Professor Hauptmann dropped wearily into his chair at the noisy Milanese table d'hôte and snarled out a surly "Mahlzeit" to the assembled feasters. It was echoed sweetly from his left with a languishing "Mahlzeit, Herr Professor." The advance disconcerted him. Resolving upon a policy of complete indifference to the fluffy and amiable vision beside him, he devoted himself singly to the food. The risotto diminished as his knife travelled rhythmically between the plate and his bearded lips. Conceding only the inevitable, nay the exacted courtesies to his neighbour, he performed still greater prodigies with the green peas, and it was not until he leaned back for a deft operation with a pocket comb, that the vivacious, blue-eyed one got her chance to ask if it were not the Herr Professor Hauptmann, the great authority on the Lombard tongue. The query floored him; he could not deny that it was, and as curlylocks began to evince an intelligent interest in Lombard matters, his stiffness melted like wax under a burning glass. He was soon if not the protagonist at least the object of an animated, yes fairly intimate conversation.

To non-German eyes the pair were worth looking at. He was clad in tightfitting sage-green felt, so it appeared, with a superfluity of straps, buttons, lacings, and harness of all sorts. A conical Tyrol hat garnished with a cock's plume and faded violets was crushed between his back and that of the chair. As his large nervous feet reached for the chairlegs below, one could see an expanse of moss-green stockings, only half concealed at the extremities by resplendent yellow sandals. Bearded and moustached after the military fashion, nothing betrayed the professor except the myopic droop of the head. As for Fraülein Linda Göritz, no mere man may adequately describe her. A German new woman of the artistic stamp, she was pastelling through Lombardy where the Professor was archeologising. Short, crisp curls gathered about her boyish head. Her general effect was of a plump bonniness that might yield agreeably to an audacious arm. She cultivated an aggressive pertness that would have seemed vulgar, had it not been redeemed by something merely frank and German. Shortskirted, she wore a high-strapped variant of the prevalent sandals. The sides of her blue bolero were adorned with stilted yellow lilies in the top of the Viennese new-art mode. In front her shirtwaist appeared cool and white, at the sleeves it flowered alarmingly into something like an India shawl. A string of massive amethysts completed a discord as elaborate as a harmony of Richard Strauss. Her whole impression was almost as inviting as it was grotesque. One could not chat with her without liking her, and it is to be suspected that only a very guileless or austere male could like her without proceeding to manifest attentions.

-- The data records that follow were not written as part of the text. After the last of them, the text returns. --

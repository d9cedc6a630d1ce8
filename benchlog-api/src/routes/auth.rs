//! Account REST API Routes
//!
//! Registration and login. These routes are public.

use std::sync::Arc;

use axum::{extract::State, routing::post, Json, Router};

use crate::{
    auth::AuthConfig,
    error::{ApiError, ApiResult},
    extractors::JsonBody,
    services::user_service,
    state::{AppState, SharedStore},
    types::{LoginRequest, RegisterRequest, TokenResponse},
};

/// POST /auth/register - Create an account
#[utoipa::path(
    post,
    path = "/auth/register",
    tag = "Auth",
    request_body = RegisterRequest,
    responses(
        (status = 200, description = "Account created", body = TokenResponse),
        (status = 400, description = "Missing email or password", body = ApiError),
        (status = 409, description = "Email already registered", body = ApiError),
    )
)]
pub async fn register(
    State(store): State<SharedStore>,
    State(auth_config): State<Arc<AuthConfig>>,
    JsonBody(req): JsonBody<RegisterRequest>,
) -> ApiResult<Json<TokenResponse>> {
    let token = user_service::register(store.as_ref(), &auth_config, req).await?;
    Ok(Json(token))
}

/// POST /auth/login - Exchange credentials for a token
#[utoipa::path(
    post,
    path = "/auth/login",
    tag = "Auth",
    request_body = LoginRequest,
    responses(
        (status = 200, description = "Authenticated", body = TokenResponse),
        (status = 401, description = "Invalid credentials", body = ApiError),
    )
)]
pub async fn login(
    State(store): State<SharedStore>,
    State(auth_config): State<Arc<AuthConfig>>,
    JsonBody(req): JsonBody<LoginRequest>,
) -> ApiResult<Json<TokenResponse>> {
    let token = user_service::login(store.as_ref(), &auth_config, req).await?;
    Ok(Json(token))
}

pub fn create_router() -> Router<AppState> {
    Router::new()
        .route("/register", post(register))
        .route("/login", post(login))
}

By the cheese, she had captured her amazed professor, and then she carried him off bodily for coffee in the Arcade. He talked little, but it didn't matter, for she talked much and well. Nor could a provincial Saxon scholar be quite indifferent at finding himself known to an intelligent and much travelled Viennese. A cousin, it appeared, had followed his lectures and had highly extolled the ingenuity of his phonology of the Lombard tongue, a language which was, she must remember—a hesitating pause—yes, surely East—"East Germanic, Ja wohl!" responded the Professor thunderously, though idiots had written to the contrary. And then he told her at length the reasons why, until she pleaded her early morning sketching and firmly bound him to accompany her the next afternoon to the Certosa of Pavia. The Herr Professor rarely paid much attention to hands, but as he held Fraülein Göritz's for Good Night he could not but note that it was soft and filled his big grip so well that he was sorry when it was gone. He dismissed the observation, however, as unworthy a philologer and went to sleep pondering a new destruction for the knaves who held the Lombard tongue to be not East but West Germanic.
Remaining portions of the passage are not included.